La recente sentenza del Tar della Campania, che ha sospeso la vigenza delle cosiddette “zone rosse” nell’area napoletana, pone l’attenzione su un modello di sicurezza urbana sperimentato in diversi comuni della provincia, un dispositivo volto a rispondere a problematiche complesse di degrado e criminalità diffusa.
Lungi dall’essere una misura limitata a specifici quartieri di Napoli, l’applicazione di queste aree a elevata sorveglianza ha coinvolto comuni di dimensioni considerevoli come Giugliano, estendendosi all’area stabiese e alla cintura nord della città.
L’attività di controllo, che ad oggi ha generato circa 240.000 verifiche da parte delle forze dell’ordine e più di 220 ordini di allontanamento, si concentra su individui già noti alle autorità per pregresse vicende penalmente rilevanti o che manifestano comportamenti aggressivi, minacciosi o molesti.
Questo approccio, teoricamente orientato alla prevenzione, si propone di contrastare un ventaglio di fenomeni che minano la qualità della vita e la sicurezza percepita dai cittadini.
Si tratta di un mix preoccupante che include episodi di “movida” violenta, risse, atti di vandalismo, consumo esasperato di alcol, inquinamento acustico e, più in generale, una sensazione di insicurezza derivante dalla presenza di microcriminalità e comportamenti antisociali.
La definizione geografica delle “zone rosse”, lungi dall’essere una decisione unilaterale, è stata il risultato di un processo partecipativo che ha coinvolto sindaci dei comuni interessati, nel tentativo di ancorare l’intervento a una reale necessità locale, espressa dalla popolazione stessa.
Questo aspetto sottolinea l’intento di rispondere a una domanda di sicurezza dal basso, riconoscendo la centralità dell’esperienza vissuta dai residenti nel definire le priorità di intervento.
Al di là della quantità di controlli effettuati e degli ordini di allontanamento emessi, il prefetto Michele di Bari evidenzia un elemento cruciale: l’effetto deterrente rappresentato dalla mera presenza delle forze dell’ordine.
Questa deterrenza, secondo quanto riferito, avrebbe contribuito a disinnescare potenziali azioni criminali e a promuovere un clima di maggiore tranquillità.

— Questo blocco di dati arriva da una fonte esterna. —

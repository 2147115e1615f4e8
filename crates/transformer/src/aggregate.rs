//! Folds a chunk-shaped stream into one synthetic unary response.
//!
//! Any dialect whose stream is chunk-shaped (a `choices[].delta` sequence)
//! can aggregate through here, either from raw SSE payloads or from already
//! unified chunks. Used by outbound adapters to satisfy non-streaming callers
//! over streaming-only upstreams, and by inbound bookkeeping to synthesize a
//! final envelope for logging and billing.
//!
//! The fold never aborts on one bad chunk: unparseable payloads and `[DONE]`
//! sentinels are skipped silently, and an empty input produces an empty
//! response.

use std::collections::{BTreeMap, BTreeSet};

use crate::messages::openai;
use crate::messages::unified::{
    Annotation, FinishReason, Message, MessageContent, ObjectType, Response, Role, ToolCall, Usage,
};
use crate::sse;

/// Summary of an aggregated stream, for billing and logging paths that do
/// not need the full synthetic body.
#[derive(Debug, Clone, Default)]
pub struct ResponseMeta {
    /// Stream identifier.
    pub id: String,
    /// Model that produced the stream.
    pub model: String,
    /// Usage from the final chunk that carried one.
    pub usage: Option<Usage>,
    /// Finish reason of the first choice.
    pub finish_reason: Option<FinishReason>,
}

impl ResponseMeta {
    /// Summarize a synthetic response.
    pub fn of(response: &Response) -> Self {
        Self {
            id: response.id.clone(),
            model: response.model.clone(),
            usage: response.usage.clone(),
            finish_reason: response.choices.first().and_then(|choice| choice.finish_reason),
        }
    }
}

#[derive(Default)]
struct ChoiceState {
    role: Option<Role>,
    content: String,
    reasoning: String,
    refusal: String,
    tool_calls: BTreeMap<u32, ToolCall>,
    annotations: Vec<Annotation>,
    annotation_urls: BTreeSet<String>,
    finish_reason: Option<FinishReason>,
    metadata: crate::messages::unified::TransformerMetadata,
}

impl ChoiceState {
    fn absorb_annotations(&mut self, annotations: &[Annotation]) {
        for annotation in annotations {
            if self.annotation_urls.insert(annotation.url_citation.url.clone()) {
                self.annotations.push(annotation.clone());
            }
        }
    }

    fn absorb_delta(&mut self, delta: Message) {
        if self.role.is_none() {
            self.role = Some(delta.role);
        }

        if let Some(content) = delta.content {
            self.content.push_str(&content.to_text());
        }

        if let Some(reasoning) = delta.reasoning_content {
            self.reasoning.push_str(&reasoning);
        }

        if let Some(refusal) = delta.refusal {
            self.refusal.push_str(&refusal);
        }

        if let Some(annotations) = delta.annotations {
            self.absorb_annotations(&annotations);
        }

        if let Some(calls) = delta.tool_calls {
            for (position, call) in calls.into_iter().enumerate() {
                let index = call.index.unwrap_or(position as u32);
                let entry = self.tool_calls.entry(index).or_insert_with(|| ToolCall {
                    id: String::new(),
                    kind: String::new(),
                    function: crate::messages::unified::FunctionCall {
                        name: String::new(),
                        arguments: String::new(),
                    },
                    index: Some(index),
                });

                if !call.id.is_empty() {
                    entry.id = call.id;
                }
                if !call.kind.is_empty() {
                    entry.kind = call.kind;
                }
                if !call.function.name.is_empty() {
                    entry.function.name = call.function.name;
                }
                entry.function.arguments.push_str(&call.function.arguments);
            }
        }
    }

    fn finish(self, index: u32) -> crate::messages::unified::Choice {
        let has_tool_calls = !self.tool_calls.is_empty();

        let tool_calls: Vec<ToolCall> = self
            .tool_calls
            .into_values()
            .map(|mut call| {
                if call.kind.is_empty() {
                    call.kind = "function".to_string();
                }
                call
            })
            .collect();

        let message = Message {
            role: self.role.unwrap_or(Role::Assistant),
            content: (!self.content.is_empty()).then(|| MessageContent::Text(self.content)),
            tool_calls: has_tool_calls.then_some(tool_calls),
            reasoning_content: (!self.reasoning.is_empty()).then_some(self.reasoning),
            refusal: (!self.refusal.is_empty()).then_some(self.refusal),
            annotations: (!self.annotations.is_empty()).then_some(self.annotations),
            ..Default::default()
        };

        let finish_reason = self.finish_reason.or(Some(if has_tool_calls {
            FinishReason::ToolCalls
        } else {
            FinishReason::Stop
        }));

        crate::messages::unified::Choice {
            index,
            message: Some(message),
            delta: None,
            finish_reason,
            metadata: self.metadata,
        }
    }
}

/// Incremental aggregator over chunk-shaped streams.
#[derive(Default)]
pub struct StreamAggregator {
    id: String,
    model: String,
    created: u64,
    system_fingerprint: Option<String>,
    usage: Option<Usage>,
    choices: BTreeMap<u32, ChoiceState>,
    citations: BTreeSet<String>,
}

impl StreamAggregator {
    /// An empty aggregator.
    pub fn new() -> Self {
        Self::default()
    }

    /// Fold one raw SSE data payload. Sentinels and unparseable payloads are
    /// skipped.
    pub fn push_data(&mut self, data: &str) {
        if sse::is_done(data) {
            return;
        }

        match sonic_rs::from_str::<openai::ChatCompletionChunk>(data) {
            Ok(chunk) => self.push_unified(Response::from(chunk)),
            Err(e) => {
                log::debug!("skipping invalid stream chunk: {e}");
            }
        }
    }

    /// Fold one already unified chunk.
    pub fn push_unified(&mut self, chunk: Response) {
        if chunk.is_done() {
            return;
        }

        if self.id.is_empty() && !chunk.id.is_empty() {
            self.id = chunk.id;
        }
        if self.model.is_empty() && !chunk.model.is_empty() {
            self.model = chunk.model;
        }
        if self.created == 0 {
            self.created = chunk.created;
        }
        if self.system_fingerprint.is_none() {
            self.system_fingerprint = chunk.system_fingerprint;
        }
        if chunk.usage.is_some() {
            self.usage = chunk.usage;
        }

        if let Some(urls) = chunk.metadata.citations() {
            self.citations.extend(urls);
        }

        for choice in chunk.choices {
            let state = self.choices.entry(choice.index).or_default();

            if let Some(delta) = choice.delta {
                state.absorb_delta(delta);
            }

            // Some backends interleave a whole message mid-stream; only its
            // annotations are absorbed, content arrives through deltas.
            if let Some(message) = choice.message
                && let Some(annotations) = &message.annotations
            {
                state.absorb_annotations(annotations);
            }

            if choice.finish_reason.is_some() {
                state.finish_reason = choice.finish_reason;
            }

            state.metadata.merge(choice.metadata);
        }
    }

    /// Finalize into the synthetic unary response.
    pub fn finish(mut self) -> Response {
        // Every cited URL, whichever choice or chunk carried it.
        for state in self.choices.values() {
            self.citations.extend(state.annotation_urls.iter().cloned());
        }

        let mut response = Response {
            id: self.id,
            object: ObjectType::ChatCompletion,
            model: self.model,
            created: self.created,
            system_fingerprint: self.system_fingerprint,
            usage: self.usage,
            choices: self
                .choices
                .into_iter()
                .map(|(index, state)| state.finish(index))
                .collect(),
            ..Default::default()
        };

        if !self.citations.is_empty() {
            response
                .metadata
                .set_citations(self.citations.into_iter().collect());
        }

        response
    }
}

/// Aggregate a full set of raw SSE data payloads.
pub fn aggregate_sse_data<I, S>(chunks: I) -> Response
where
    I: IntoIterator<Item = S>,
    S: AsRef<str>,
{
    let mut aggregator = StreamAggregator::new();
    for chunk in chunks {
        aggregator.push_data(chunk.as_ref());
    }
    aggregator.finish()
}

#[cfg(test)]
mod tests {
    use serde_json::json;

    use super::*;

    fn chunk(value: serde_json::Value) -> String {
        value.to_string()
    }

    #[test]
    fn content_concatenates_across_chunks() {
        let response = aggregate_sse_data([
            chunk(json!({
                "id": "chatcmpl-1", "object": "chat.completion.chunk", "created": 10,
                "model": "gpt-4o",
                "choices": [{"index": 0, "delta": {"role": "assistant", "content": "Hello"}}]
            })),
            chunk(json!({
                "id": "chatcmpl-1", "object": "chat.completion.chunk", "created": 10,
                "model": "gpt-4o",
                "choices": [{"index": 0, "delta": {"content": ", world!"},
                             "finish_reason": "stop"}]
            })),
            "[DONE]".to_string(),
        ]);

        assert_eq!(response.object, ObjectType::ChatCompletion);
        assert_eq!(response.choices.len(), 1);

        let message = response.choices[0].message.as_ref().unwrap();
        assert_eq!(message.content_text().as_deref(), Some("Hello, world!"));
        assert_eq!(response.choices[0].finish_reason, Some(FinishReason::Stop));
    }

    #[test]
    fn tool_call_arguments_accumulate_by_index() {
        let response = aggregate_sse_data([
            chunk(json!({
                "id": "c", "object": "chat.completion.chunk", "created": 1, "model": "m",
                "choices": [{"index": 0, "delta": {"tool_calls": [
                    {"index": 0, "id": "call_1", "type": "function",
                     "function": {"name": "f", "arguments": "{\"a\":"}}
                ]}}]
            })),
            chunk(json!({
                "id": "c", "object": "chat.completion.chunk", "created": 1, "model": "m",
                "choices": [{"index": 0, "delta": {"tool_calls": [
                    {"index": 0, "function": {"arguments": "1}"}}
                ]}}]
            })),
        ]);

        let message = response.choices[0].message.as_ref().unwrap();
        let calls = message.tool_calls.as_ref().unwrap();

        assert_eq!(calls.len(), 1);
        assert_eq!(calls[0].id, "call_1");
        assert_eq!(calls[0].function.arguments, r#"{"a":1}"#);

        // No explicit finish reason, but tool calls exist.
        assert_eq!(response.choices[0].finish_reason, Some(FinishReason::ToolCalls));
    }

    #[test]
    fn invalid_chunks_are_skipped_silently() {
        let response = aggregate_sse_data([
            "not json at all",
            r#"{"id":"c","object":"chat.completion.chunk","created":1,"model":"m","choices":[{"index":0,"delta":{"content":"ok"}}]}"#,
        ]);

        let message = response.choices[0].message.as_ref().unwrap();
        assert_eq!(message.content_text().as_deref(), Some("ok"));
    }

    #[test]
    fn empty_input_yields_empty_response() {
        let response = aggregate_sse_data(Vec::<String>::new());
        assert!(response.choices.is_empty());
        assert!(response.id.is_empty());
        assert!(response.usage.is_none());
    }

    #[test]
    fn usage_last_wins_and_fingerprint_first_wins() {
        let response = aggregate_sse_data([
            chunk(json!({
                "id": "c", "object": "chat.completion.chunk", "created": 1, "model": "m",
                "system_fingerprint": "fp_a",
                "choices": [{"index": 0, "delta": {"content": "x"}}],
                "usage": {"prompt_tokens": 1, "completion_tokens": 1, "total_tokens": 2}
            })),
            chunk(json!({
                "id": "c", "object": "chat.completion.chunk", "created": 1, "model": "m",
                "system_fingerprint": "fp_b",
                "choices": [],
                "usage": {"prompt_tokens": 1, "completion_tokens": 5, "total_tokens": 6}
            })),
        ]);

        assert_eq!(response.system_fingerprint.as_deref(), Some("fp_a"));
        assert_eq!(response.usage.unwrap().total_tokens, 6);
    }

    #[test]
    fn citations_deduplicate_and_sort_across_chunks() {
        let response = aggregate_sse_data([
            chunk(json!({
                "id": "c", "object": "chat.completion.chunk", "created": 1, "model": "m",
                "choices": [{"index": 0, "delta": {"content": "a", "annotations": [
                    {"type": "url_citation", "url_citation": {"url": "https://b.example"}}
                ]}}]
            })),
            chunk(json!({
                "id": "c", "object": "chat.completion.chunk", "created": 1, "model": "m",
                "choices": [{"index": 0, "delta": {"annotations": [
                    {"type": "url_citation", "url_citation": {"url": "https://a.example"}},
                    {"type": "url_citation", "url_citation": {"url": "https://b.example"}}
                ]}}]
            })),
        ]);

        let message = response.choices[0].message.as_ref().unwrap();
        let annotations = message.annotations.as_ref().unwrap();
        assert_eq!(annotations.len(), 2);

        assert_eq!(
            response.metadata.citations().unwrap(),
            vec!["https://a.example".to_string(), "https://b.example".to_string()]
        );
    }

    #[test]
    fn choices_are_ordered_by_declared_index() {
        let response = aggregate_sse_data([
            chunk(json!({
                "id": "c", "object": "chat.completion.chunk", "created": 1, "model": "m",
                "choices": [{"index": 1, "delta": {"content": "second"}}]
            })),
            chunk(json!({
                "id": "c", "object": "chat.completion.chunk", "created": 1, "model": "m",
                "choices": [{"index": 0, "delta": {"content": "first"}}]
            })),
        ]);

        assert_eq!(response.choices[0].index, 0);
        assert_eq!(response.choices[1].index, 1);
    }
}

La logica sottostante è chiara: un intervento visibile e costante, anche se non sempre risolutivo, può contribuire a modificare il comportamento di alcuni individui e a rafforzare il senso di sicurezza nella collettività.
Tuttavia, l’efficacia e la legittimità di tali misure, come dimostra la recente pronuncia del Tar, richiedono un’attenta valutazione che tenga conto dei principi fondamentali del diritto amministrativo, quali la proporzionalità e la ragionevolezza.
La definizione precisa dei confini, i criteri di selezione degli individui soggetti a controllo e le modalità di esecuzione delle misure devono essere rigorosamente definite per evitare abusi e discriminazioni.
La sfida futura, quindi, consiste nel trovare un equilibrio tra l’esigenza di garantire la sicurezza pubblica e la tutela dei diritti fondamentali dei cittadini, promuovendo una cultura della convivenza pacifica e del rispetto delle regole.
Il dibattito sulla vigenza delle “zone rosse” rappresenta un’occasione per riflettere su modelli di sicurezza urbana più efficaci, trasparenti e rispettosi dei diritti di tutti.